### WORK ITEM
Please copy every line below that contains the string "OutputsConfig".

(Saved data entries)
^^^^^^^^^^^^^^^^
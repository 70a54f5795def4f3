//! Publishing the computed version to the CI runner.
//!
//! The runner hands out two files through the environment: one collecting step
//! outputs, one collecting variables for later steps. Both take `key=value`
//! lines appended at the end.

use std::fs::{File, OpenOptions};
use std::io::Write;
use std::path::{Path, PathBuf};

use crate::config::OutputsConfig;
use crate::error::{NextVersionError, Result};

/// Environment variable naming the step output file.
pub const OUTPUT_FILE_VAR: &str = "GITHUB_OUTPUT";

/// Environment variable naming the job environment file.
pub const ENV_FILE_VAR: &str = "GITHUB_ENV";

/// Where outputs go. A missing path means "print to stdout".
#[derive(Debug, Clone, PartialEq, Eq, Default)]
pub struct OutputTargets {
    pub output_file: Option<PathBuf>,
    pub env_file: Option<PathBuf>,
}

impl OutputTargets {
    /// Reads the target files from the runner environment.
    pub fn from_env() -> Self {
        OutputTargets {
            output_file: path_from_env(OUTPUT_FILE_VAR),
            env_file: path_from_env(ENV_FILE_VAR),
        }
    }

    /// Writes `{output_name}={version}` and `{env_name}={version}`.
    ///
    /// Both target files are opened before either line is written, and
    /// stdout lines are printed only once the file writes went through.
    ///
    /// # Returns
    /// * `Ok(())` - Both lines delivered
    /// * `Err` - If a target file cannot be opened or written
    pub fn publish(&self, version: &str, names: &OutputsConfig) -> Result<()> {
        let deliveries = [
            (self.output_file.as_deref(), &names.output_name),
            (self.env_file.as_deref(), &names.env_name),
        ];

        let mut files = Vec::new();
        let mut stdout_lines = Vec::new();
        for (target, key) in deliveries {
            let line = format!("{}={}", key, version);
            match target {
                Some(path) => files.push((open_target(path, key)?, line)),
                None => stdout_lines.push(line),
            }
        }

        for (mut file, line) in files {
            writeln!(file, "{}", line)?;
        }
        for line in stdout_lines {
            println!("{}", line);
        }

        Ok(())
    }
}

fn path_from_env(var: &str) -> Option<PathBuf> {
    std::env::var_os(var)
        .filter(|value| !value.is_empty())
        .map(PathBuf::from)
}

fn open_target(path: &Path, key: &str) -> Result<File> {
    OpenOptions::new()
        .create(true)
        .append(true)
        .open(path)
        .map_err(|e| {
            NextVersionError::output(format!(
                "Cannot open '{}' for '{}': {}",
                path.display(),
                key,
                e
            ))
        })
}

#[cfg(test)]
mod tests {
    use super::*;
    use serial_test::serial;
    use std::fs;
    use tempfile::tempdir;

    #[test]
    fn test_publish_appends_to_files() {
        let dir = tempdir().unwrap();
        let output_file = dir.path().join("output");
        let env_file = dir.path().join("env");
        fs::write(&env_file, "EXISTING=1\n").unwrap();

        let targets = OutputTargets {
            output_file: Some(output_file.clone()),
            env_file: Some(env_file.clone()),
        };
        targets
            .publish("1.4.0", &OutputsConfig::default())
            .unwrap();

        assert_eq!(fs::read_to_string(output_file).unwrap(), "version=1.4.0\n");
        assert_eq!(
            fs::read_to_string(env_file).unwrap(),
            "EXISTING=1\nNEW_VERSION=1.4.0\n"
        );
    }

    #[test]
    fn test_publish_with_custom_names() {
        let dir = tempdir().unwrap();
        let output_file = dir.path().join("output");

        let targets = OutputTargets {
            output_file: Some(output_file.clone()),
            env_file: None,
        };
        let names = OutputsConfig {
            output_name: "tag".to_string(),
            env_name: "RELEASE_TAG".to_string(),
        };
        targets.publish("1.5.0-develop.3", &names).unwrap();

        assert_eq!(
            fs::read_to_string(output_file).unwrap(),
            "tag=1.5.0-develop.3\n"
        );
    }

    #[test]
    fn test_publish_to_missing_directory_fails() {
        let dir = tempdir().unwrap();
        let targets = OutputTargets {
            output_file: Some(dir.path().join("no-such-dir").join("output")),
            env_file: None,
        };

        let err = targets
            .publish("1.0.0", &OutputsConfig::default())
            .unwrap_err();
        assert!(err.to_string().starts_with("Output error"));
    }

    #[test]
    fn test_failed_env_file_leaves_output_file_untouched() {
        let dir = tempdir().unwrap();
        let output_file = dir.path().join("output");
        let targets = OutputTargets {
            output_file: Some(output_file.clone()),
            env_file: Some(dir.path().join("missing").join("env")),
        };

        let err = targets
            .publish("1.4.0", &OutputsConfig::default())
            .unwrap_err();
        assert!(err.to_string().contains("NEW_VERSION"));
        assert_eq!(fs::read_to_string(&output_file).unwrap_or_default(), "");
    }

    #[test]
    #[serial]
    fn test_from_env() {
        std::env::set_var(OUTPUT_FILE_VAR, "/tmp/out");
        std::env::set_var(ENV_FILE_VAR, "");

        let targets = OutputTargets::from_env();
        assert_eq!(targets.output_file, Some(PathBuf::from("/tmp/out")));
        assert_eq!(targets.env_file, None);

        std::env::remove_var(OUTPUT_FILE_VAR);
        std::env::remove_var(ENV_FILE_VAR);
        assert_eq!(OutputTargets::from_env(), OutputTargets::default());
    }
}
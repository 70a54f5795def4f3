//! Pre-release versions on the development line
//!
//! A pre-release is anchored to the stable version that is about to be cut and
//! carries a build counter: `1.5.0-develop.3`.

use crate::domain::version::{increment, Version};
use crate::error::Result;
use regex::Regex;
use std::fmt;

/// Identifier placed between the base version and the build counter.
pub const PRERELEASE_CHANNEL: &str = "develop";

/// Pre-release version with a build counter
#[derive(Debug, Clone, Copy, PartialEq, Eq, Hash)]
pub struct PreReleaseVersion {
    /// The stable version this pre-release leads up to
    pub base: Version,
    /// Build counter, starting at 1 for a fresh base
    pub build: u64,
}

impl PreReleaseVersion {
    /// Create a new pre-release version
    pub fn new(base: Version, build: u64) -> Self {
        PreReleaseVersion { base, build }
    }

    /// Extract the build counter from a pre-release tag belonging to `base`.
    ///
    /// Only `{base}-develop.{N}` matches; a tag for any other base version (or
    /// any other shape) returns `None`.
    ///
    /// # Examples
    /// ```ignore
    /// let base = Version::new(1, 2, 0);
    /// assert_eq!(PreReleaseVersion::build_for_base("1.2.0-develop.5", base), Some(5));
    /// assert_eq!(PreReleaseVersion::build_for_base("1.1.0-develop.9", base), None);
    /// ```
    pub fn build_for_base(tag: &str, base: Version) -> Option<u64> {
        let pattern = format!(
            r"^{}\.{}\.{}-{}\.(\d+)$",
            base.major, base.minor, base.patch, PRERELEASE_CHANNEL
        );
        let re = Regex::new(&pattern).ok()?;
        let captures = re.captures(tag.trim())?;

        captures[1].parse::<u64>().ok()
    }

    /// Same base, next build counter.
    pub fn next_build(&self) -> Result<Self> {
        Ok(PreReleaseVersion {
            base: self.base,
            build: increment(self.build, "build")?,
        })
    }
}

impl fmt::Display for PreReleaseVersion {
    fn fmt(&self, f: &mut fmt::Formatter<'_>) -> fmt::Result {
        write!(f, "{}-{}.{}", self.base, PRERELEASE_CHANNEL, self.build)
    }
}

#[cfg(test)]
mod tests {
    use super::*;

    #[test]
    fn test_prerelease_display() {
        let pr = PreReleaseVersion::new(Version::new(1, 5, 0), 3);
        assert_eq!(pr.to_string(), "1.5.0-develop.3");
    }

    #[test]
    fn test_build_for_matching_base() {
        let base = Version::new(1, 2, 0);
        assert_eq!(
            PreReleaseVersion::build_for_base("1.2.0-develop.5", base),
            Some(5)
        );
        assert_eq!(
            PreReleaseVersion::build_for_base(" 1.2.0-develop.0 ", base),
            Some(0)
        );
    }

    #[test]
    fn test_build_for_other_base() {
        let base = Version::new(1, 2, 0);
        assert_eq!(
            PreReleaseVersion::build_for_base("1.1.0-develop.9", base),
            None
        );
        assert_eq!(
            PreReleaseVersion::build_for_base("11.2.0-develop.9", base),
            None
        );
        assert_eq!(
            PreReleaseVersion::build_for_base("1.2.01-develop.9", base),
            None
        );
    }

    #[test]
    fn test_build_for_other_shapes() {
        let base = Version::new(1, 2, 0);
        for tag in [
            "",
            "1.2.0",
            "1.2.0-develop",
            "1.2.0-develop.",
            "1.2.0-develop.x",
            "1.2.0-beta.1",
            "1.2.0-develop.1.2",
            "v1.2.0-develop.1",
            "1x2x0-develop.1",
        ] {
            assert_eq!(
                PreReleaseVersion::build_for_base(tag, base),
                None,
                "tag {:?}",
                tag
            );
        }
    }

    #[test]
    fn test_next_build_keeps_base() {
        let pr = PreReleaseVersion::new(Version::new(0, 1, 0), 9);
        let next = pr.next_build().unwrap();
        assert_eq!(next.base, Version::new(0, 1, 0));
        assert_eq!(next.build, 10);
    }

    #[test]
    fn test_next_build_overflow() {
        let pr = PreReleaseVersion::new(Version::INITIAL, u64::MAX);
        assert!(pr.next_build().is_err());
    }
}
^^^^^^^^^^^^^^^^
### REPLY TO THE TASK
use crate::config::OutputsConfig;
    pub fn publish(&self, version: &str, names: &OutputsConfig) -> Result<()> {
            .publish("1.4.0", &OutputsConfig::default())
        let names = OutputsConfig {
            .publish("1.0.0", &OutputsConfig::default())
            .publish("1.4.0", &OutputsConfig::default())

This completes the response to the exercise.